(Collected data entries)
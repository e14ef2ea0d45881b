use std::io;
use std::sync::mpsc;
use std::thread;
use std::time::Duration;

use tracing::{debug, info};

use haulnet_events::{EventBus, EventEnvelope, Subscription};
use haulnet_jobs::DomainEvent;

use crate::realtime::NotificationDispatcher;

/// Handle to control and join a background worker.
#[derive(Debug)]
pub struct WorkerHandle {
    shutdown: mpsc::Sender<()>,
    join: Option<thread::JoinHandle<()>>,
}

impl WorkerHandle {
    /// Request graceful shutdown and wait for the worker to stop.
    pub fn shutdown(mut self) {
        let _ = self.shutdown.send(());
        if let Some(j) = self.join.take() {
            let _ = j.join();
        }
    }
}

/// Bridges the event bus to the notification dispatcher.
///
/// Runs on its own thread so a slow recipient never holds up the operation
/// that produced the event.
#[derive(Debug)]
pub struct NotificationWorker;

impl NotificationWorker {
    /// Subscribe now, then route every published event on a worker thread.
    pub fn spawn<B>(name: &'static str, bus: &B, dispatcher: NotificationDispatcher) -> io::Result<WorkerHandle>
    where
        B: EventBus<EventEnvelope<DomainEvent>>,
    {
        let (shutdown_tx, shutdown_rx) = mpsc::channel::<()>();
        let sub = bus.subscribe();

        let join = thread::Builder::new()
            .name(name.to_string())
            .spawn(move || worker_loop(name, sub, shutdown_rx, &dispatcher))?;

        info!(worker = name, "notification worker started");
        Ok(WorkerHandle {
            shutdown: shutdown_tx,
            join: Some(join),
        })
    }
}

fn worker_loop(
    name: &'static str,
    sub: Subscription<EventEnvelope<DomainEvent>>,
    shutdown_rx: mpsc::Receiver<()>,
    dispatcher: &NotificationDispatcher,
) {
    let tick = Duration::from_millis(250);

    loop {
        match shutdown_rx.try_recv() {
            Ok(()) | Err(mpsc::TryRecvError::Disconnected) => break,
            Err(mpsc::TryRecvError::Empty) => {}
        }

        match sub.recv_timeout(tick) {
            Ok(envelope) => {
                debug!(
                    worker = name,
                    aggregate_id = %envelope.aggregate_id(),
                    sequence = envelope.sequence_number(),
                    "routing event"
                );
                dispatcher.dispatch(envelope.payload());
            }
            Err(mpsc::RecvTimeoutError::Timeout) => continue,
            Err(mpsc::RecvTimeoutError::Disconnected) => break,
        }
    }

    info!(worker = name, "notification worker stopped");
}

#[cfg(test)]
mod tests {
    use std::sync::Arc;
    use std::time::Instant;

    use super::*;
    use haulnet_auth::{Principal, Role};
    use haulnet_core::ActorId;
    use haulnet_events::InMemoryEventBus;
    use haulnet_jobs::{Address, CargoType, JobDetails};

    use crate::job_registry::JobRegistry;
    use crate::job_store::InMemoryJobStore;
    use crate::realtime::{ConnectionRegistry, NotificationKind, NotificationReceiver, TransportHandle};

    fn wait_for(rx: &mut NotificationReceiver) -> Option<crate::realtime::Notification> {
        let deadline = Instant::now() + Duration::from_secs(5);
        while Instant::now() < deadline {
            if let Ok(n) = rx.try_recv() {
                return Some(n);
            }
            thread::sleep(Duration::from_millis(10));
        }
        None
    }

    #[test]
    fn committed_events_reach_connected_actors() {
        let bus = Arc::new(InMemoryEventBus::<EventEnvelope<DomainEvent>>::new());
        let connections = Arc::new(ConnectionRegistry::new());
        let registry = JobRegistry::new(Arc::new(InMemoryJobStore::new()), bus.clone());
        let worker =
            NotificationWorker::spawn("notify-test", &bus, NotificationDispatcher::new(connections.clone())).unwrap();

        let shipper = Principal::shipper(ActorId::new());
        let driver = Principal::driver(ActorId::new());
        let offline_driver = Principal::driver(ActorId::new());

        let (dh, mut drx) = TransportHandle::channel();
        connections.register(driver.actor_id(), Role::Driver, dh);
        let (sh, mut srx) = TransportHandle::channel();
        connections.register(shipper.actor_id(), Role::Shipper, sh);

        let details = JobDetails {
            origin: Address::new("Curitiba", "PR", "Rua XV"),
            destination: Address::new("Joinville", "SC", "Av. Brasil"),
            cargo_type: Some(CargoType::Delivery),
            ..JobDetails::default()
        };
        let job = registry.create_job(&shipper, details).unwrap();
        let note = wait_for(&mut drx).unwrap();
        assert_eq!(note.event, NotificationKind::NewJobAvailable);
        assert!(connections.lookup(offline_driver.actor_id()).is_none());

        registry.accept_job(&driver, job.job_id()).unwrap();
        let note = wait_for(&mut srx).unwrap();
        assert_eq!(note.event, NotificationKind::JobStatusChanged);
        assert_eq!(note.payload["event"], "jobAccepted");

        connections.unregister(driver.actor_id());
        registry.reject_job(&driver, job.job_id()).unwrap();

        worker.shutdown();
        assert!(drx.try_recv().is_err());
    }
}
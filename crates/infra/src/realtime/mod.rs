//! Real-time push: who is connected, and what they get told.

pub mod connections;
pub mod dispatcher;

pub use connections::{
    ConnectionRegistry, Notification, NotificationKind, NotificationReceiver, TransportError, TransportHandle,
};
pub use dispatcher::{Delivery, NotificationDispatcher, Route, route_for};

TASK ITEM:
Your task is to find every line above containing the word "impl" and copy it.

RESULT BELOW:
impl WorkerHandle {
impl NotificationWorker {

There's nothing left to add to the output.